#### Records for this exercise

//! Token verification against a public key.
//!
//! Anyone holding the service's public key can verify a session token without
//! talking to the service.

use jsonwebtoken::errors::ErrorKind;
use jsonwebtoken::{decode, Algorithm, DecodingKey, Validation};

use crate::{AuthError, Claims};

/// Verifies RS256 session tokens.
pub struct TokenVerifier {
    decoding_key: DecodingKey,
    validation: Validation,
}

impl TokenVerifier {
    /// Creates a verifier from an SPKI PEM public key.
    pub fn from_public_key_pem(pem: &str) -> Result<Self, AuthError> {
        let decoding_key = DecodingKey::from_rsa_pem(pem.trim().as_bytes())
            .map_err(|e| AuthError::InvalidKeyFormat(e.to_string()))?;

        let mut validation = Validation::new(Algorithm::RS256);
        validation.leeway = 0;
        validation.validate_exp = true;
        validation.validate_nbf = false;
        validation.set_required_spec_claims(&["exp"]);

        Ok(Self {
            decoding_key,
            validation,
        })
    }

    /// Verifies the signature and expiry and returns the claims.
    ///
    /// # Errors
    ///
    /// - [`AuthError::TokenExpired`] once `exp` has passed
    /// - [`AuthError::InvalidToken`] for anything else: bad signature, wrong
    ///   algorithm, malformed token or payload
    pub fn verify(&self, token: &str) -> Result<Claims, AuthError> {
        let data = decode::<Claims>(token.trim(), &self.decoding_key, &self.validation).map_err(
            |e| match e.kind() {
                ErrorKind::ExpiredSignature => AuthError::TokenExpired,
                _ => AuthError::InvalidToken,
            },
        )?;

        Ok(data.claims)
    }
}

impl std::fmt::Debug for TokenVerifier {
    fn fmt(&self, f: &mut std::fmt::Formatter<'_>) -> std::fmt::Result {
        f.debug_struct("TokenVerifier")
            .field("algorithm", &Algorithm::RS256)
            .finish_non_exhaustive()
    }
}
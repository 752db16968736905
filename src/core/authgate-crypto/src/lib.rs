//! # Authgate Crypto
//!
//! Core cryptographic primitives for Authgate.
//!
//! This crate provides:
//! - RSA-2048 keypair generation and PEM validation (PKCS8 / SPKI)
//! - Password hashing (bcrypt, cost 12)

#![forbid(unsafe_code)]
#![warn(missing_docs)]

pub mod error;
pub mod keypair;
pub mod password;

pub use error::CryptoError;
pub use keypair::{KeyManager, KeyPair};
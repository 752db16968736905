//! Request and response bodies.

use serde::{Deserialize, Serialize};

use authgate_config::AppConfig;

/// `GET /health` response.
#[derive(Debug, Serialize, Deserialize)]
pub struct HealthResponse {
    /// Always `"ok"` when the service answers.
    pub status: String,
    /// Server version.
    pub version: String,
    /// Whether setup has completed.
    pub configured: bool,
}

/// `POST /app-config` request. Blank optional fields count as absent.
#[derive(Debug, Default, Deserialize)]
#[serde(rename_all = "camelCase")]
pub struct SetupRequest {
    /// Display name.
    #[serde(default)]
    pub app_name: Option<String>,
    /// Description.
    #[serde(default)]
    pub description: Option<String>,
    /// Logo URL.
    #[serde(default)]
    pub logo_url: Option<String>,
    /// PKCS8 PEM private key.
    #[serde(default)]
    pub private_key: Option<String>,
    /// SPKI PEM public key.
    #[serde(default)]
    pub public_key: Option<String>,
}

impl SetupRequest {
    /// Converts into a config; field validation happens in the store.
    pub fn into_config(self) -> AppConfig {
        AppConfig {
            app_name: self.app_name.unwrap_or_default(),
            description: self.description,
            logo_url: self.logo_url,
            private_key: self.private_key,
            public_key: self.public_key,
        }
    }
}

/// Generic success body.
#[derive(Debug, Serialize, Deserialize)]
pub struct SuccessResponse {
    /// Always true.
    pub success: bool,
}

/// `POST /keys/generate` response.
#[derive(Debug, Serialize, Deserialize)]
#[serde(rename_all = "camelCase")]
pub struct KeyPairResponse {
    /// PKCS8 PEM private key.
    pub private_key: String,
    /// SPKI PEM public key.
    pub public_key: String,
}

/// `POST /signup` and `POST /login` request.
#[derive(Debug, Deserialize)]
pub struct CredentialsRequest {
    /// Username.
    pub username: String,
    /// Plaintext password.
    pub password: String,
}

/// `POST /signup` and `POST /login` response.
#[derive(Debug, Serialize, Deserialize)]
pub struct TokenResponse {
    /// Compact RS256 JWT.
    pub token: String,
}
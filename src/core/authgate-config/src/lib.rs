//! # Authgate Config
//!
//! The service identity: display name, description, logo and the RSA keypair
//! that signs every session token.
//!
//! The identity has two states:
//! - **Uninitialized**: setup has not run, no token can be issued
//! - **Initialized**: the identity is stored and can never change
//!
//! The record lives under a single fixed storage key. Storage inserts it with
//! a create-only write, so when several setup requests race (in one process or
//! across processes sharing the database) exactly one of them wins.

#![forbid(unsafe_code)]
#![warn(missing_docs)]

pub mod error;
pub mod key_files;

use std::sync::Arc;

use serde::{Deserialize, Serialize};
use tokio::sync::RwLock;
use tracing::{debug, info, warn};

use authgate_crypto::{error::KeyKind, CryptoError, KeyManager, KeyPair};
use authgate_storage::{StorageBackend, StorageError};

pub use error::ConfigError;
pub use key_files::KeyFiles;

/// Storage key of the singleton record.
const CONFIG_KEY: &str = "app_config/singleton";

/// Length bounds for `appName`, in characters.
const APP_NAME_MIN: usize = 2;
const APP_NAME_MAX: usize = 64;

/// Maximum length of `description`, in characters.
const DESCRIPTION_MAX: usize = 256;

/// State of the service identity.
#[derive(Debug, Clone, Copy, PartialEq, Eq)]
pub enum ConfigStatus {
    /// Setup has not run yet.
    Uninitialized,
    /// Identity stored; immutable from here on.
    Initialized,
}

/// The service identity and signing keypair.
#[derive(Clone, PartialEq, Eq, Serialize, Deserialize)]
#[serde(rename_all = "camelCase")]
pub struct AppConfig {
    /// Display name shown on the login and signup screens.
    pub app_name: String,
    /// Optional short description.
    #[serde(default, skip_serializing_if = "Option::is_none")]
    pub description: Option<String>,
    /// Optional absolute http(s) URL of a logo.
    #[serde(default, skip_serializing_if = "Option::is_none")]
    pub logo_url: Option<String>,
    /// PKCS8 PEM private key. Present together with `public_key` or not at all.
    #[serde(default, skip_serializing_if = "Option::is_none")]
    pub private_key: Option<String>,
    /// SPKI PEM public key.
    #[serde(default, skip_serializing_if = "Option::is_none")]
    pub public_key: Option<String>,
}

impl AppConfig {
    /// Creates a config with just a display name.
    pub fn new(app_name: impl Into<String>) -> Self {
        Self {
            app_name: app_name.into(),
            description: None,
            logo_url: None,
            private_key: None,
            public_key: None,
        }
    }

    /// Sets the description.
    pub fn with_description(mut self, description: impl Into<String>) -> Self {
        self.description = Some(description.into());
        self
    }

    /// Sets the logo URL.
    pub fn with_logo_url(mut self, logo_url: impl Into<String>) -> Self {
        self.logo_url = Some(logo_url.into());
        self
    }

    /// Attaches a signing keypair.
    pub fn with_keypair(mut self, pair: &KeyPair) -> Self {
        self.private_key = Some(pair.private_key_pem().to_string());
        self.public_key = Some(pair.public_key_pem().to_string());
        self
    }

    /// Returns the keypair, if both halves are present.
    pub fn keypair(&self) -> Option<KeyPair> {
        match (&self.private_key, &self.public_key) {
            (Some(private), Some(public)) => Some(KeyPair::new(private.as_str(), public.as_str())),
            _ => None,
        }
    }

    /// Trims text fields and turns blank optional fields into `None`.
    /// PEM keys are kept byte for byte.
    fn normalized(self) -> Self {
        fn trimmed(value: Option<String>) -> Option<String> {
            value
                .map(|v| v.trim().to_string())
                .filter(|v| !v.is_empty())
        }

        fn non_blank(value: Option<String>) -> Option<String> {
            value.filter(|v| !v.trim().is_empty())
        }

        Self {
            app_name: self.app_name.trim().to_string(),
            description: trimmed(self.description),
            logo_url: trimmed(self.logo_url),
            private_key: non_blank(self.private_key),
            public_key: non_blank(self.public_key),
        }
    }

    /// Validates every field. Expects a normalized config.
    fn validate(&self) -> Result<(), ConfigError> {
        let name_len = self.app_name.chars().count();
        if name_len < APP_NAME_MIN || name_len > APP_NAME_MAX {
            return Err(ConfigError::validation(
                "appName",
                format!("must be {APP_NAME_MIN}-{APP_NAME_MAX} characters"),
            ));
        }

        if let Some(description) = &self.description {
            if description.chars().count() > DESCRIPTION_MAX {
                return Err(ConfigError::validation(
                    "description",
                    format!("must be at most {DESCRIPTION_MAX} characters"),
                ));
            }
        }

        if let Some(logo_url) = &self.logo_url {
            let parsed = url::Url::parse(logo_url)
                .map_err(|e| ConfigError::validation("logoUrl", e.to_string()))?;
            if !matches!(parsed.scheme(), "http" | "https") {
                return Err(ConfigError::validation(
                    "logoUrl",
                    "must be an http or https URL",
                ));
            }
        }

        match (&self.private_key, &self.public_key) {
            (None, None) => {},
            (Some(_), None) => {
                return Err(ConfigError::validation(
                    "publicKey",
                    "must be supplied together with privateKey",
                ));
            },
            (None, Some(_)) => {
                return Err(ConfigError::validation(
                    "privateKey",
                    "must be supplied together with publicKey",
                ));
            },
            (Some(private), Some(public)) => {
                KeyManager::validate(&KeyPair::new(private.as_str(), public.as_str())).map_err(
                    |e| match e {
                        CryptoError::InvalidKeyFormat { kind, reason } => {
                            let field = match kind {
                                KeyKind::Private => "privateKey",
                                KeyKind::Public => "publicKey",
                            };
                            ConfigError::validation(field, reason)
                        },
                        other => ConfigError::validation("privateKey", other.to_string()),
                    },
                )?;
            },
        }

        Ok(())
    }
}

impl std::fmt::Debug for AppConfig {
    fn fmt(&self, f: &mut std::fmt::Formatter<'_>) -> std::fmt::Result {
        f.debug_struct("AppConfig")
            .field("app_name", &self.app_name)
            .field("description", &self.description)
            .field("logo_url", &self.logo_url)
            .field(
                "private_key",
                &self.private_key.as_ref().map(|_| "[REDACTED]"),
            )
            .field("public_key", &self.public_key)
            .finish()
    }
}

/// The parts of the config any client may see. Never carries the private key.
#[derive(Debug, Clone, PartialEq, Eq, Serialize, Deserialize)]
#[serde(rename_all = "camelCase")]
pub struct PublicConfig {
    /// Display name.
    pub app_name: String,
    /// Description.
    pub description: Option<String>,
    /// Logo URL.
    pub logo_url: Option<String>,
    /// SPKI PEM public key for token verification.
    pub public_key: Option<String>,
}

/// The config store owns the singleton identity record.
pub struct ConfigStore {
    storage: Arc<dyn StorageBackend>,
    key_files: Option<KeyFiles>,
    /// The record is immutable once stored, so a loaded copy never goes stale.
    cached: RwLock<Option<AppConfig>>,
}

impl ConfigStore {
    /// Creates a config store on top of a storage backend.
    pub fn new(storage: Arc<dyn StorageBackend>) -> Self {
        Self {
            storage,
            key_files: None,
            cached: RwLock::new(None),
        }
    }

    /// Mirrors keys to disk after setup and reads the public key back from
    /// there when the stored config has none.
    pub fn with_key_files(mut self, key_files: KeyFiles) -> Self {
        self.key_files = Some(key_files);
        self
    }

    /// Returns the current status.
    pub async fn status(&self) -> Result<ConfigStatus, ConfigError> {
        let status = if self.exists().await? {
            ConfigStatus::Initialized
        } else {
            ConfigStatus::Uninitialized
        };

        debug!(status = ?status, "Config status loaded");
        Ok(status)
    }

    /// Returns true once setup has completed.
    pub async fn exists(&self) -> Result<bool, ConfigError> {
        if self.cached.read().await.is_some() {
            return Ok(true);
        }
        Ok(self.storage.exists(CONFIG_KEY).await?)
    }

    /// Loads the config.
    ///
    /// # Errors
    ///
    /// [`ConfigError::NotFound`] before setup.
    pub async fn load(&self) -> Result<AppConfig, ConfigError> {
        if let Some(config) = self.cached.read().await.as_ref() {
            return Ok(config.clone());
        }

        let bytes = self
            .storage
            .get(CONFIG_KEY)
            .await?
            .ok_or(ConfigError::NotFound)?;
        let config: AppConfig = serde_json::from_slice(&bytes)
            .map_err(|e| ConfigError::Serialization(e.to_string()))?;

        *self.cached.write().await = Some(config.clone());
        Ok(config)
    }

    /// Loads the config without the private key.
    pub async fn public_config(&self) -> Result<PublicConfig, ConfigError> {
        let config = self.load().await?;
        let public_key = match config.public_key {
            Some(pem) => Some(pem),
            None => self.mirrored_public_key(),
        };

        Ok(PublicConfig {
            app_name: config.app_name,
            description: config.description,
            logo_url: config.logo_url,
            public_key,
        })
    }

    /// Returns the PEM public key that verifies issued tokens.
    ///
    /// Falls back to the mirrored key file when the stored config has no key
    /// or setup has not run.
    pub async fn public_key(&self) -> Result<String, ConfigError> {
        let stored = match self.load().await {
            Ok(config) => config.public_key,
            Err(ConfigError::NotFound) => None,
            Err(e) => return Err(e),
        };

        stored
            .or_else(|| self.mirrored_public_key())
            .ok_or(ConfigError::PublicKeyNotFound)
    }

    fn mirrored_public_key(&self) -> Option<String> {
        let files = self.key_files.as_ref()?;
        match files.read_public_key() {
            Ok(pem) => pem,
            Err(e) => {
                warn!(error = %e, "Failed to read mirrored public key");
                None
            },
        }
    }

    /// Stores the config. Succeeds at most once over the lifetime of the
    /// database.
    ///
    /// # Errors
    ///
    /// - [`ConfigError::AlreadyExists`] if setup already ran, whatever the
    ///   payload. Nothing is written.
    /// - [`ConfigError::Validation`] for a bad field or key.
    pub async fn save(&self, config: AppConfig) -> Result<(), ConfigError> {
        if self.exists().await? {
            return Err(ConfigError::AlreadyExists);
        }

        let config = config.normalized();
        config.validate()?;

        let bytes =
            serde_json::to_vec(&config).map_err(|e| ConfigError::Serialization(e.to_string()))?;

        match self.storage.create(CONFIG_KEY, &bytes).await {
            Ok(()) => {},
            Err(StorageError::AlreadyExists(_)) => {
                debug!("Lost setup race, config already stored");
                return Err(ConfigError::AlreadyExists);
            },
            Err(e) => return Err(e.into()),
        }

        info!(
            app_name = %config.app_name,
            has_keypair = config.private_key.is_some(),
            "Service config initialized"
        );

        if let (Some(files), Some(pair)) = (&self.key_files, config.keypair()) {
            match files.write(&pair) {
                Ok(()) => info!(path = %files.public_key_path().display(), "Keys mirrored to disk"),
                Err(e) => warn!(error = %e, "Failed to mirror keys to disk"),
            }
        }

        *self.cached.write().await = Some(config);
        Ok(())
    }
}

########

▶ Exercise aim
Copy every line from the material in which the word "usize" can be found.

▶ Response area
const APP_NAME_MIN: usize = 2;
const APP_NAME_MAX: usize = 64;
const DESCRIPTION_MAX: usize = 256;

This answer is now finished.